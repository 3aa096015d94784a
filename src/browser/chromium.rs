//! Chromium driver over the DevTools protocol (chromiumoxide).
//!
//! Each [`BrowserContext`] maps to a CDP browser context, so cookies and
//! storage never leak between rendered fetches or into the HTTP client.

use std::collections::BTreeMap;
use std::sync::Arc;
use std::time::Duration;

use async_trait::async_trait;
use chromiumoxide::cdp::browser_protocol::browser::BrowserContextId;
use chromiumoxide::cdp::browser_protocol::network::{
    Headers, SetExtraHttpHeadersParams, SetUserAgentOverrideParams,
};
use chromiumoxide::cdp::browser_protocol::page::NavigateParams;
use chromiumoxide::cdp::browser_protocol::target::{
    CreateBrowserContextParams, CreateTargetParams, DisposeBrowserContextParams,
};
use chromiumoxide::{Browser, BrowserConfig, Page};
use futures_util::StreamExt;
use tokio::sync::Mutex;
use tokio::task::JoinHandle;
use tracing::{debug, warn};

use super::{
    BrowserContext, BrowserError, BrowserHandle, BrowserLauncher, BrowserPage, BrowserProvider,
    NavigateOptions, WaitUntil,
};

const READY_STATE_SCRIPT: &str = r"
    new Promise((resolve) => {
        if (document.readyState === 'complete' || document.readyState === 'interactive') {
            resolve(document.readyState);
        } else {
            document.addEventListener('DOMContentLoaded', () => resolve(document.readyState));
        }
    })
";

const NETWORK_IDLE_GRACE: Duration = Duration::from_millis(500);

/// Launches local Chromium/Chrome through chromiumoxide.
#[derive(Debug, Clone, Default)]
pub struct ChromiumLauncher {
    /// Extra command-line switches for the browser process.
    pub extra_args: Vec<String>,
}

#[async_trait]
impl BrowserLauncher for ChromiumLauncher {
    async fn launch(&self, provider: BrowserProvider, headless: bool) -> Result<Arc<dyn BrowserHandle>, BrowserError> {
        if provider != BrowserProvider::Chromium {
            return Err(BrowserError::UnsupportedProvider(provider));
        }

        let mut builder = BrowserConfig::builder();
        if !headless {
            builder = builder.with_head();
        }
        builder = builder
            .arg("--disable-blink-features=AutomationControlled")
            .arg("--disable-infobars")
            .arg("--disable-dev-shm-usage")
            .arg("--no-first-run")
            .arg("--no-default-browser-check")
            .arg("--disable-background-networking")
            .arg("--disable-sync")
            .arg("--no-sandbox")
            .arg("--disable-gpu");
        for arg in &self.extra_args {
            builder = builder.arg(arg);
        }
        let config = builder
            .build()
            .map_err(|message| BrowserError::launch(provider, message))?;

        let (browser, mut handler) = Browser::launch(config)
            .await
            .map_err(|error| BrowserError::launch(provider, error.to_string()))?;

        let handler_task = tokio::spawn(async move {
            while let Some(event) = handler.next().await {
                if event.is_err() {
                    break;
                }
            }
        });

        Ok(Arc::new(ChromiumBrowser {
            browser: Arc::new(Mutex::new(browser)),
            handler_task,
        }))
    }
}

struct ChromiumBrowser {
    browser: Arc<Mutex<Browser>>,
    handler_task: JoinHandle<()>,
}

#[async_trait]
impl BrowserHandle for ChromiumBrowser {
    async fn new_context(&self, user_agent: &str) -> Result<Box<dyn BrowserContext>, BrowserError> {
        let context_id = self
            .browser
            .lock()
            .await
            .execute(CreateBrowserContextParams::default())
            .await
            .map_err(BrowserError::protocol)?
            .result
            .browser_context_id;

        Ok(Box::new(ChromiumContext {
            browser: Arc::clone(&self.browser),
            context_id: Some(context_id),
            user_agent: user_agent.to_string(),
            headers: None,
            pages: Vec::new(),
        }))
    }

    async fn close(&self) -> Result<(), BrowserError> {
        let result = self.browser.lock().await.close().await;
        self.handler_task.abort();
        result.map(|_| ()).map_err(BrowserError::protocol)
    }
}

struct ChromiumContext {
    browser: Arc<Mutex<Browser>>,
    context_id: Option<BrowserContextId>,
    user_agent: String,
    headers: Option<serde_json::Value>,
    pages: Vec<Page>,
}

#[async_trait]
impl BrowserContext for ChromiumContext {
    async fn set_extra_http_headers(&mut self, headers: &BTreeMap<String, String>) -> Result<(), BrowserError> {
        // CDP scopes extra headers to a target, so they are applied per page.
        self.headers = Some(serde_json::to_value(headers).map_err(BrowserError::protocol)?);
        Ok(())
    }

    async fn new_page(&mut self) -> Result<Box<dyn BrowserPage>, BrowserError> {
        let mut params = CreateTargetParams::builder().url("about:blank");
        if let Some(context_id) = &self.context_id {
            params = params.browser_context_id(context_id.clone());
        }
        let params = params.build().map_err(BrowserError::protocol)?;

        let page = self
            .browser
            .lock()
            .await
            .new_page(params)
            .await
            .map_err(BrowserError::protocol)?;
        self.pages.push(page.clone());

        page.execute(SetUserAgentOverrideParams::new(self.user_agent.clone()))
            .await
            .map_err(BrowserError::protocol)?;
        if let Some(headers) = &self.headers {
            page.execute(SetExtraHttpHeadersParams::new(Headers::new(headers.clone())))
                .await
                .map_err(BrowserError::protocol)?;
        }

        Ok(Box::new(ChromiumPage { page }))
    }

    async fn close(&mut self) -> Result<(), BrowserError> {
        for page in self.pages.drain(..) {
            if let Err(error) = page.close().await {
                debug!(error = %error, "page close failed");
            }
        }
        let Some(context_id) = self.context_id.take() else {
            return Ok(());
        };
        self.browser
            .lock()
            .await
            .execute(DisposeBrowserContextParams::new(context_id))
            .await
            .map(|_| ())
            .map_err(BrowserError::protocol)
    }
}

struct ChromiumPage {
    page: Page,
}

impl ChromiumPage {
    async fn navigate(&self, url: &str, options: &NavigateOptions) -> Result<(), BrowserError> {
        let mut params = NavigateParams::builder().url(url);
        if let Some(referer) = &options.referer {
            params = params.referrer(referer.clone());
        }
        let params = params
            .build()
            .map_err(|message| BrowserError::navigation(url, message))?;

        match options.wait_until {
            WaitUntil::DomContentLoaded => {
                self.page
                    .execute(params)
                    .await
                    .map_err(|error| BrowserError::navigation(url, error.to_string()))?;
                if let Err(error) = self.page.evaluate(READY_STATE_SCRIPT.to_string()).await {
                    // Non-HTML documents have no readyState to poll.
                    debug!(url, error = %error, "ready state check failed");
                }
            }
            WaitUntil::Load => {
                self.page
                    .goto(params)
                    .await
                    .map_err(|error| BrowserError::navigation(url, error.to_string()))?;
            }
            WaitUntil::NetworkIdle => {
                self.page
                    .goto(params)
                    .await
                    .map_err(|error| BrowserError::navigation(url, error.to_string()))?;
                tokio::time::sleep(NETWORK_IDLE_GRACE).await;
            }
        }
        Ok(())
    }
}

#[async_trait]
impl BrowserPage for ChromiumPage {
    async fn goto(&mut self, url: &str, options: &NavigateOptions) -> Result<(), BrowserError> {
        if let Ok(result) = tokio::time::timeout(options.timeout, self.navigate(url, options)).await {
            result
        } else {
            let timeout_ms = u64::try_from(options.timeout.as_millis()).unwrap_or(u64::MAX);
            warn!(url, timeout_ms, "navigation timed out");
            Err(BrowserError::Timeout {
                url: url.to_string(),
                timeout_ms,
            })
        }
    }

    async fn content(&mut self) -> Result<String, BrowserError> {
        self.page.content().await.map_err(BrowserError::protocol)
    }
}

> _What you will do_: Would you write out the listing above exactly, in full?

> _Solved problem_:
repository 3aa096015d94784a
filename src/browser/chromium.rs
//! Chromium driver over the DevTools protocol (chromiumoxide).
//!
//! Each [`BrowserContext`] maps to a CDP browser context, so cookies and
//! storage never leak between rendered fetches or into the HTTP client.

use std::collections::BTreeMap;
use std::sync::Arc;
use std::time::Duration;

use async_trait::async_trait;
use chromiumoxide::cdp::browser_protocol::browser::BrowserContextId;
use chromiumoxide::cdp::browser_protocol::network::{
    Headers, SetExtraHttpHeadersParams, SetUserAgentOverrideParams,
};
use chromiumoxide::cdp::browser_protocol::page::NavigateParams;
use chromiumoxide::cdp::browser_protocol::target::{
    CreateBrowserContextParams, CreateTargetParams, DisposeBrowserContextParams,
};
use chromiumoxide::{Browser, BrowserConfig, Page};
use futures_util::StreamExt;
use tokio::sync::Mutex;
use tokio::task::JoinHandle;
use tracing::{debug, warn};

use super::{
    BrowserContext, BrowserError, BrowserHandle, BrowserLauncher, BrowserPage, BrowserProvider,
    NavigateOptions, WaitUntil,
};

const READY_STATE_SCRIPT: &str = r"
    new Promise((resolve) => {
        if (document.readyState === 'complete' || document.readyState === 'interactive') {
            resolve(document.readyState);
        } else {
            document.addEventListener('DOMContentLoaded', () => resolve(document.readyState));
        }
    })
";

const NETWORK_IDLE_GRACE: Duration = Duration::from_millis(500);

/// Launches local Chromium/Chrome through chromiumoxide.
#[derive(Debug, Clone, Default)]
pub struct ChromiumLauncher {
    /// Extra command-line switches for the browser process.
    pub extra_args: Vec<String>,
}

#[async_trait]
impl BrowserLauncher for ChromiumLauncher {
    async fn launch(&self, provider: BrowserProvider, headless: bool) -> Result<Arc<dyn BrowserHandle>, BrowserError> {
        if provider != BrowserProvider::Chromium {
            return Err(BrowserError::UnsupportedProvider(provider));
        }

        let mut builder = BrowserConfig::builder();
        if !headless {
            builder = builder.with_head();
        }
        builder = builder
            .arg("--disable-blink-features=AutomationControlled")
            .arg("--disable-infobars")
            .arg("--disable-dev-shm-usage")
            .arg("--no-first-run")
            .arg("--no-default-browser-check")
            .arg("--disable-background-networking")
            .arg("--disable-sync")
            .arg("--no-sandbox")
            .arg("--disable-gpu");
        for arg in &self.extra_args {
            builder = builder.arg(arg);
        }
        let config = builder
            .build()
            .map_err(|message| BrowserError::launch(provider, message))?;

        let (browser, mut handler) = Browser::launch(config)
            .await
            .map_err(|error| BrowserError::launch(provider, error.to_string()))?;

        let handler_task = tokio::spawn(async move {
            while let Some(event) = handler.next().await {
                if event.is_err() {
                    break;
                }
            }
        });

        Ok(Arc::new(ChromiumBrowser {
            browser: Arc::new(Mutex::new(browser)),
            handler_task,
        }))
    }
}

struct ChromiumBrowser {
    browser: Arc<Mutex<Browser>>,
    handler_task: JoinHandle<()>,
}

#[async_trait]
impl BrowserHandle for ChromiumBrowser {
    async fn new_context(&self, user_agent: &str) -> Result<Box<dyn BrowserContext>, BrowserError> {
        let context_id = self
            .browser
            .lock()
            .await
            .execute(CreateBrowserContextParams::default())
            .await
            .map_err(BrowserError::protocol)?
            .result
            .browser_context_id;

        Ok(Box::new(ChromiumContext {
            browser: Arc::clone(&self.browser),
            context_id: Some(context_id),
            user_agent: user_agent.to_string(),
            headers: None,
            pages: Vec::new(),
        }))
    }

    async fn close(&self) -> Result<(), BrowserError> {
        let result = self.browser.lock().await.close().await;
        self.handler_task.abort();
        result.map(|_| ()).map_err(BrowserError::protocol)
    }
}

struct ChromiumContext {
    browser: Arc<Mutex<Browser>>,
    context_id: Option<BrowserContextId>,
    user_agent: String,
    headers: Option<serde_json::Value>,
    pages: Vec<Page>,
}

#[async_trait]
impl BrowserContext for ChromiumContext {
    async fn set_extra_http_headers(&mut self, headers: &BTreeMap<String, String>) -> Result<(), BrowserError> {
        // CDP scopes extra headers to a target, so they are applied per page.
        self.headers = Some(serde_json::to_value(headers).map_err(BrowserError::protocol)?);
        Ok(())
    }

    async fn new_page(&mut self) -> Result<Box<dyn BrowserPage>, BrowserError> {
        let mut params = CreateTargetParams::builder().url("about:blank");
        if let Some(context_id) = &self.context_id {
            params = params.browser_context_id(context_id.clone());
        }
        let params = params.build().map_err(BrowserError::protocol)?;

        let page = self
            .browser
            .lock()
            .await
            .new_page(params)
            .await
            .map_err(BrowserError::protocol)?;
        self.pages.push(page.clone());

        page.execute(SetUserAgentOverrideParams::new(self.user_agent.clone()))
            .await
            .map_err(BrowserError::protocol)?;
        if let Some(headers) = &self.headers {
            page.execute(SetExtraHttpHeadersParams::new(Headers::new(headers.clone())))
                .await
                .map_err(BrowserError::protocol)?;
        }

        Ok(Box::new(ChromiumPage { page }))
    }

    async fn close(&mut self) -> Result<(), BrowserError> {
        for page in self.pages.drain(..) {
            if let Err(error) = page.close().await {
                debug!(error = %error, "page close failed");
            }
        }
        let Some(context_id) = self.context_id.take() else {
            return Ok(());
        };
        self.browser
            .lock()
            .await
            .execute(DisposeBrowserContextParams::new(context_id))
            .await
            .map(|_| ())
            .map_err(BrowserError::protocol)
    }
}

struct ChromiumPage {
    page: Page,
}

impl ChromiumPage {
    async fn navigate(&self, url: &str, options: &NavigateOptions) -> Result<(), BrowserError> {
        let mut params = NavigateParams::builder().url(url);
        if let Some(referer) = &options.referer {
            params = params.referrer(referer.clone());
        }
        let params = params
            .build()
            .map_err(|message| BrowserError::navigation(url, message))?;

        match options.wait_until {
            WaitUntil::DomContentLoaded => {
                self.page
                    .execute(params)
                    .await
                    .map_err(|error| BrowserError::navigation(url, error.to_string()))?;
                if let Err(error) = self.page.evaluate(READY_STATE_SCRIPT.to_string()).await {
                    // Non-HTML documents have no readyState to poll.
                    debug!(url, error = %error, "ready state check failed");
                }
            }
            WaitUntil::Load => {
                self.page
                    .goto(params)
                    .await
                    .map_err(|error| BrowserError::navigation(url, error.to_string()))?;
            }
            WaitUntil::NetworkIdle => {
                self.page
                    .goto(params)
                    .await
                    .map_err(|error| BrowserError::navigation(url, error.to_string()))?;
                tokio::time::sleep(NETWORK_IDLE_GRACE).await;
            }
        }
        Ok(())
    }
}

#[async_trait]
impl BrowserPage for ChromiumPage {
    async fn goto(&mut self, url: &str, options: &NavigateOptions) -> Result<(), BrowserError> {
        if let Ok(result) = tokio::time::timeout(options.timeout, self.navigate(url, options)).await {
            result
        } else {
            let timeout_ms = u64::try_from(options.timeout.as_millis()).unwrap_or(u64::MAX);
            warn!(url, timeout_ms, "navigation timed out");
            Err(BrowserError::Timeout {
                url: url.to_string(),
                timeout_ms,
            })
        }
    }

    async fn content(&mut self) -> Result<String, BrowserError> {
        self.page.content().await.map_err(BrowserError::protocol)
    }
}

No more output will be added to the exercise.